For this lab we will continue thinking about the imbalance between male and female births in the USA.

The tutorial contained a link to a news article which had some information we needed for our simulation. The article is linked again below because you will need to dig through its contents (including links inside of the article) in order to correctly complete tasks for this lab.


Please do not use any other sources of information. It may be tempting to just Google information that you might be able to use to answer the first question instead of doing the hard work of finding this stuff inside of the provided source. However, there is no guarantee that alternative sources will contain the same information that will be used to evaluate your work. This means that if you use the wrong data to do your calculations, your errors will cascade through your work and add up to a lot of lost points. Please follow the instructions as they are written!

17.0.2 Your tasks

  1. Calculate the percentage of births in the USA that were female for the year that you were born. If you cannot find information for the year of your birth, use information for the most recent year that is available. Calculate this number inside of your lab report, save it as a variable so that you can use it later and print it so that its accuracy can be easily verified. Please do not round the number.
  • Hint: Completion of the above task will require some detective work. This part of the lab is very important! If you get this wrong, it will throw off the rest of your calculations!
  1. Using the value you calculated in the last problem together with R’s built-in functions for the binomial distribution, calculate the theoretical probabilities for the possible numbers of girls that a family with three children could have. Store this information in a dataframe that is easy to read and print it inside of your lab report.

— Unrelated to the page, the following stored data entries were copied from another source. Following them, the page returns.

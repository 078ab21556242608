//! Postgres persistence for forms, workflows, submissions, approval tasks,
//! the digest queue and post-submission actions.

use sqlx::postgres::PgPoolOptions;

pub mod models;
pub mod repositories;

pub type DbPool = sqlx::PgPool;

/// Create a connection pool from a database URL.
pub async fn create_pool(database_url: &str) -> Result<DbPool, sqlx::Error> {
    PgPoolOptions::new()
        .max_connections(20)
        .connect(database_url)
        .await
}

/// Verify the pool can reach the database.
pub async fn health_check(pool: &DbPool) -> Result<(), sqlx::Error> {
    sqlx::query("SELECT 1").execute(pool).await?;
    Ok(())
}

/// Apply the embedded migrations under `db/migrations`.
pub async fn run_migrations(pool: &DbPool) -> Result<(), sqlx::migrate::MigrateError> {
    sqlx::migrate!("../../db/migrations").run(pool).await
}
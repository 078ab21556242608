//! Deadline sweeper.
//!
//! [`DeadlineSweeper`] runs as a background task. Each pass looks at every
//! pending task whose workflow has a deadline or reminder configured and
//! applies the three independent checks from
//! [`formflow_core::deadlines::evaluate`]: send the one reminder, expire the
//! task (escalating to the workflow's escalation groups), and auto-approve
//! the submission. A failure on one task is logged and the pass moves on.

use std::collections::HashMap;
use std::sync::Arc;
use std::time::Duration;

use chrono::Utc;
use formflow_core::approval::SubmissionStatus;
use formflow_core::deadlines::{evaluate, SweepVerdict};
use formflow_core::types::{DbId, Timestamp};
use formflow_core::workflow::WorkflowDefinition;
use formflow_db::models::approval_task::SweepCandidate;
use formflow_db::models::submission::SubmissionDetail;
use formflow_db::repositories::{ApprovalTaskRepo, SubmissionRepo};
use formflow_db::DbPool;
use serde::Serialize;
use tokio_util::sync::CancellationToken;

use crate::directory::approver_emails;
use crate::error::EngineError;
use crate::orchestrator::WorkflowOrchestrator;

/// Counts from one sweep.
#[derive(Debug, Clone, Copy, Default, PartialEq, Eq, Serialize)]
pub struct SweepReport {
    pub expired: usize,
    pub reminders: usize,
    pub auto_approved: usize,
    /// Escalation emails sent.
    pub escalations: usize,
}

impl SweepReport {
    pub fn is_empty(&self) -> bool {
        *self == Self::default()
    }
}

// ---------------------------------------------------------------------------
// DeadlineSweeper
// ---------------------------------------------------------------------------

/// Background service that enforces approval deadlines.
pub struct DeadlineSweeper {
    pool: DbPool,
    orchestrator: Arc<WorkflowOrchestrator>,
    interval: Duration,
}

impl DeadlineSweeper {
    pub fn new(pool: DbPool, orchestrator: Arc<WorkflowOrchestrator>, interval: Duration) -> Self {
        Self {
            pool,
            orchestrator,
            interval,
        }
    }

    /// Run the sweeper loop.
    ///
    /// The loop exits gracefully when the provided [`CancellationToken`] is
    /// cancelled.
    pub async fn run(&self, cancel: CancellationToken) {
        let mut interval = tokio::time::interval(self.interval);

        loop {
            tokio::select! {
                _ = cancel.cancelled() => {
                    tracing::info!("Deadline sweeper cancelled");
                    break;
                }
                _ = interval.tick() => {
                    match self.sweep_once(Utc::now()).await {
                        Ok(report) if !report.is_empty() => {
                            tracing::info!(
                                expired = report.expired,
                                reminders = report.reminders,
                                auto_approved = report.auto_approved,
                                escalations = report.escalations,
                                "Deadline sweep complete"
                            );
                        }
                        Ok(_) => {}
                        Err(e) => tracing::error!(error = %e, "Deadline sweep failed"),
                    }
                }
            }
        }
    }

    /// One pass over every sweepable pending task.
    ///
    /// Running it twice at the same instant is harmless: reminders are
    /// claimed atomically and expiry only moves tasks that are still pending.
    pub async fn sweep_once(&self, now: Timestamp) -> Result<SweepReport, EngineError> {
        let candidates = ApprovalTaskRepo::list_sweep_candidates(&self.pool).await?;
        let mut pass = Pass::default();
        let mut report = SweepReport::default();

        for candidate in &candidates {
            let Some(workflow) = pass.workflow(&self.orchestrator, candidate.form_id).await else {
                continue;
            };
            let status = match candidate.submission_status.parse::<SubmissionStatus>() {
                Ok(status) => status,
                Err(e) => {
                    tracing::warn!(task_id = candidate.id, error = %e, "Skipping task with unknown submission status");
                    continue;
                }
            };

            let verdict = evaluate(&workflow.deadlines, &candidate.clock(), status, now);
            if verdict.is_noop() {
                continue;
            }
            if let Err(e) = self
                .apply(&mut pass, &workflow, candidate, verdict, &mut report)
                .await
            {
                tracing::error!(
                    task_id = candidate.id,
                    submission_id = candidate.submission_id,
                    error = %e,
                    "Failed to apply deadline checks"
                );
            }
        }

        Ok(report)
    }

    async fn apply(
        &self,
        pass: &mut Pass,
        workflow: &WorkflowDefinition,
        candidate: &SweepCandidate,
        verdict: SweepVerdict,
        report: &mut SweepReport,
    ) -> Result<(), EngineError> {
        // The reminder goes first: once expired the task can no longer claim it.
        if verdict.remind && ApprovalTaskRepo::claim_reminder(&self.pool, candidate.id).await? {
            report.reminders += 1;
            if let Some(detail) = pass.submission(&self.pool, candidate.submission_id).await? {
                self.send_reminder(candidate, &detail).await;
            }
        }

        if verdict.expire {
            let expiry = self
                .orchestrator
                .expire_task(workflow, candidate.id, candidate.submission_id, verdict.auto_approve)
                .await?;
            if expiry.expired {
                report.expired += 1;
                if let Some(detail) = pass.submission(&self.pool, candidate.submission_id).await? {
                    report.escalations += self.escalate(workflow, candidate, &detail).await;
                }
            }
            if expiry.auto_approved {
                report.auto_approved += 1;
            }
        }

        Ok(())
    }

    async fn send_reminder(&self, candidate: &SweepCandidate, detail: &SubmissionDetail) {
        let recipients = approver_emails(
            self.orchestrator.directory(),
            candidate.assigned_to,
            candidate.assigned_group_id,
        )
        .await;
        let notifier = self.orchestrator.notifier();
        let messages = recipients
            .iter()
            .map(|to| notifier.renderer().reminder(to, detail, candidate.id, &candidate.step_name))
            .collect();
        let sent = notifier.send_now(messages).await;
        tracing::info!(task_id = candidate.id, sent = sent.sent, failed = sent.failed, "Reminder sent");
    }

    /// Email every escalation group member once. Returns how many were sent.
    async fn escalate(
        &self,
        workflow: &WorkflowDefinition,
        candidate: &SweepCandidate,
        detail: &SubmissionDetail,
    ) -> usize {
        let group_ids: Vec<DbId> = workflow.escalation_groups.iter().map(|g| g.id).collect();
        if group_ids.is_empty() {
            return 0;
        }
        let recipients = match self.orchestrator.directory().group_member_emails(&group_ids).await {
            Ok(recipients) => recipients,
            Err(e) => {
                tracing::warn!(task_id = candidate.id, error = %e, "Failed to resolve escalation recipients");
                return 0;
            }
        };

        let notifier = self.orchestrator.notifier();
        let messages = dedup_case_insensitive(recipients)
            .iter()
            .map(|to| notifier.renderer().escalation(to, detail, candidate.id, &candidate.step_name))
            .collect();
        let sent = notifier.send_now(messages).await;
        tracing::info!(task_id = candidate.id, sent = sent.sent, failed = sent.failed, "Expired task escalated");
        sent.sent
    }
}

/// Per-pass lookups, so each workflow and submission is loaded once.
#[derive(Default)]
struct Pass {
    workflows: HashMap<DbId, Option<Arc<WorkflowDefinition>>>,
    submissions: HashMap<DbId, Option<SubmissionDetail>>,
}

impl Pass {
    /// Load failures are logged once and the form's tasks are skipped.
    async fn workflow(&mut self, orchestrator: &WorkflowOrchestrator, form_id: DbId) -> Option<Arc<WorkflowDefinition>> {
        if let Some(cached) = self.workflows.get(&form_id) {
            return cached.clone();
        }
        let loaded = match orchestrator.load_workflow(form_id).await {
            Ok(workflow) => workflow.map(Arc::new),
            Err(e) => {
                tracing::warn!(form_id, error = %e, "Failed to load workflow, skipping its tasks");
                None
            }
        };
        self.workflows.insert(form_id, loaded.clone());
        loaded
    }

    async fn submission(&mut self, pool: &DbPool, submission_id: DbId) -> Result<Option<SubmissionDetail>, sqlx::Error> {
        if let Some(cached) = self.submissions.get(&submission_id) {
            return Ok(cached.clone());
        }
        let loaded = SubmissionRepo::find_detail(pool, submission_id).await?;
        self.submissions.insert(submission_id, loaded.clone());
        Ok(loaded)
    }
}

fn dedup_case_insensitive(emails: Vec<String>) -> Vec<String> {
    let mut out: Vec<String> = Vec::with_capacity(emails.len());
    for email in emails {
        if !out.iter().any(|e| e.eq_ignore_ascii_case(&email)) {
            out.push(email);
        }
    }
    out
}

  2. Using the same probability that was calculated in Question 1 together with a seed integer of 10, simulate outcomes for 10 families. Add this simulated data to the dataframe you created for your answer to Question 2. Print your results inside of your lab report.

  3. Repeat what you did to answer Question 3 for 1,000 families. Print your results inside of your lab report.

  4. Explain why your empirical results are not exactly equal to the theoretical probabilities.